**Extracted material**

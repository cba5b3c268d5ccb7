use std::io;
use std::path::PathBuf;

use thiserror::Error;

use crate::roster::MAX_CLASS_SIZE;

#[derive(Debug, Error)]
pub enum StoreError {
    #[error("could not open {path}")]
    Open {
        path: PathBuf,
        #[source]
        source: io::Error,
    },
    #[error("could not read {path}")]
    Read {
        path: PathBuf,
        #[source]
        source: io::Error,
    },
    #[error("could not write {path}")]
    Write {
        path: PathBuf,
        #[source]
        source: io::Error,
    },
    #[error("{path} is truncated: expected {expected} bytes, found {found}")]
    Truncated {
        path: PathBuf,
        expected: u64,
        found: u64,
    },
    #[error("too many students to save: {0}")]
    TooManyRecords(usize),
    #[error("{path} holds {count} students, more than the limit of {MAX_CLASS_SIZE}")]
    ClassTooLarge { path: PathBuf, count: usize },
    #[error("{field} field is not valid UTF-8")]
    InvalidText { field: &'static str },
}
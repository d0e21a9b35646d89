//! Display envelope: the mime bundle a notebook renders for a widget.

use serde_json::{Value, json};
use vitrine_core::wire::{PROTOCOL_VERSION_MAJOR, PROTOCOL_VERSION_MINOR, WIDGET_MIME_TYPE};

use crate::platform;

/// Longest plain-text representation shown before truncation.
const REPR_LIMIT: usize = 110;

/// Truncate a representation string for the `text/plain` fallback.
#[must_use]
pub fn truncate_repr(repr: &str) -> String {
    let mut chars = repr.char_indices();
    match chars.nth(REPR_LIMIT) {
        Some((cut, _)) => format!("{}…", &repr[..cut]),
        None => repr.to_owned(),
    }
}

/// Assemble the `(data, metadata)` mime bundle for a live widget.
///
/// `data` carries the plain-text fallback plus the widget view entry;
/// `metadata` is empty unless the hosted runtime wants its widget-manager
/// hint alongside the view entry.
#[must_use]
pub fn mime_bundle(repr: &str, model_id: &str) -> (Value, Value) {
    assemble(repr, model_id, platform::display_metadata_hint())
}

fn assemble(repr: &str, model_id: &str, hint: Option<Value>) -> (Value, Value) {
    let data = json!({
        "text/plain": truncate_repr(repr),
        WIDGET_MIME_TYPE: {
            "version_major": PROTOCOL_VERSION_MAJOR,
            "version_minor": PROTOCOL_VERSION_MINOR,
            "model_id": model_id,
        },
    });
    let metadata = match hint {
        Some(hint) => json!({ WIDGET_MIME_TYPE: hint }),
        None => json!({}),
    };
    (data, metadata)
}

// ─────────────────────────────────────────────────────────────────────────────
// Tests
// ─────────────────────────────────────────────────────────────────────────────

==

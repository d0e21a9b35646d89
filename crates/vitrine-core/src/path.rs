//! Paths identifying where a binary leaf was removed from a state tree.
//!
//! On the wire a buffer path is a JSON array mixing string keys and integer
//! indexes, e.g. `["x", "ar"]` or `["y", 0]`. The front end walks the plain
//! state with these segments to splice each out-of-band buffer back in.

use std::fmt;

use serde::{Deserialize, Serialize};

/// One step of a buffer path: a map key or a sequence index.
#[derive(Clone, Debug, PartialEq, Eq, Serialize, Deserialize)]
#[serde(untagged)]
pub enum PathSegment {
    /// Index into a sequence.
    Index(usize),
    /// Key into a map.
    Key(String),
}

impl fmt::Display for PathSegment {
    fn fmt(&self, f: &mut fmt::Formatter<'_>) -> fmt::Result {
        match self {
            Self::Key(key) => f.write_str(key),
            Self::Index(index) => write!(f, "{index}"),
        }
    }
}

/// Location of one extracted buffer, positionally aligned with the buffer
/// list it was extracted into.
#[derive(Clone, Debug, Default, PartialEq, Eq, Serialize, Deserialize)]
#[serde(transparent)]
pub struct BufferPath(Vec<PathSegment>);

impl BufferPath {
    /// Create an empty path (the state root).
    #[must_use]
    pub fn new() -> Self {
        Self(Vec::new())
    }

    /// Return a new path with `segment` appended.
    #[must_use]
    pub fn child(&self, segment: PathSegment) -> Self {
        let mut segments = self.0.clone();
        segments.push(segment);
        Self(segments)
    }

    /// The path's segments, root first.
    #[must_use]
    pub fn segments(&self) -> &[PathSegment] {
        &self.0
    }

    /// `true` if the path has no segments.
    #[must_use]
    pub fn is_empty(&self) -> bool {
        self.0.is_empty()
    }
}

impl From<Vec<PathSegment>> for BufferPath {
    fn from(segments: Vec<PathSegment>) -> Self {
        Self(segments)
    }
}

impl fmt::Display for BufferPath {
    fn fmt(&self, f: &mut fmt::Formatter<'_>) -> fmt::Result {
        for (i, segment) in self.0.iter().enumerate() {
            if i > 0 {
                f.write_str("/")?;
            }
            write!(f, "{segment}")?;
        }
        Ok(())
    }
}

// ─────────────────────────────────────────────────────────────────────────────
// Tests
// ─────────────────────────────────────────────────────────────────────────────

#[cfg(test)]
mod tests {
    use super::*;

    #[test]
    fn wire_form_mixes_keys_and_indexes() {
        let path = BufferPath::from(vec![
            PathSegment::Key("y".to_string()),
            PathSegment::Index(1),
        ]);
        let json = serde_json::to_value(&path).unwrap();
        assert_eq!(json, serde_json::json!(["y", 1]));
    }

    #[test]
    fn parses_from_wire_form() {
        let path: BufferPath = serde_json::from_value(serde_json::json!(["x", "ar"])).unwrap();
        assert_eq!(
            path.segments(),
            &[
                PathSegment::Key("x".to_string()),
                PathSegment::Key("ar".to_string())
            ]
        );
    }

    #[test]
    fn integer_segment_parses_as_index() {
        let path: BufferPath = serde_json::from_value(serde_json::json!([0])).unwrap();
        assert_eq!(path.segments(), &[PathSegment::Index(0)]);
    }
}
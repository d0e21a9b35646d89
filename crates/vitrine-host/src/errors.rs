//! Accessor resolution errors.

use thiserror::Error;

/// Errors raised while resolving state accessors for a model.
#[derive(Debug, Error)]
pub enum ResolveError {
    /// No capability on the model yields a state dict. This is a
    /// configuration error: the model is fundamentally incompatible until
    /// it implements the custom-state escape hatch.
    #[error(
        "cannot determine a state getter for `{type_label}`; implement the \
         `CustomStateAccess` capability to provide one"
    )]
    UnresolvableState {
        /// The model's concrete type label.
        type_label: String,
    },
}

**Instructions to follow**
Look at the records above. Copy every line where the string "representation" occurs.

**Exercise response**
/// Longest plain-text representation shown before truncation.
/// Truncate a representation string for the `text/plain` fallback.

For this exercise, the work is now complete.